[Start of Attachment]

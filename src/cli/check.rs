//! `portico check` - validate the configuration.

use anyhow::Result;
use portico::config::SiteConfig;
use portico::log;

pub fn check_config(config: &SiteConfig) -> Result<()> {
    let site = config.assemble()?;

    let source = if config.config_path.as_os_str().is_empty() {
        "built-in site".to_string()
    } else {
        config.config_path.display().to_string()
    };
    log!(
        "check";
        "{}: {} pages, {} routes, fallback: {}",
        source,
        site.pages.len(),
        site.table.len(),
        site.table.redirect()
    );
    Ok(())
}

[End of Attachment]

• **PROBLEM TO WORK ON**: Your answer should consist of every record, printed exactly as given.

• **TASK RESPONSE**:
filename src/cli/check.rs
//! `portico check` - validate the configuration.

use anyhow::Result;
use portico::config::SiteConfig;
use portico::log;

pub fn check_config(config: &SiteConfig) -> Result<()> {
    let site = config.assemble()?;

    let source = if config.config_path.as_os_str().is_empty() {
        "built-in site".to_string()
    } else {
        config.config_path.display().to_string()
    };
    log!(
        "check";
        "{}: {} pages, {} routes, fallback: {}",
        source,
        site.pages.len(),
        site.table.len(),
        site.table.redirect()
    );
    Ok(())
}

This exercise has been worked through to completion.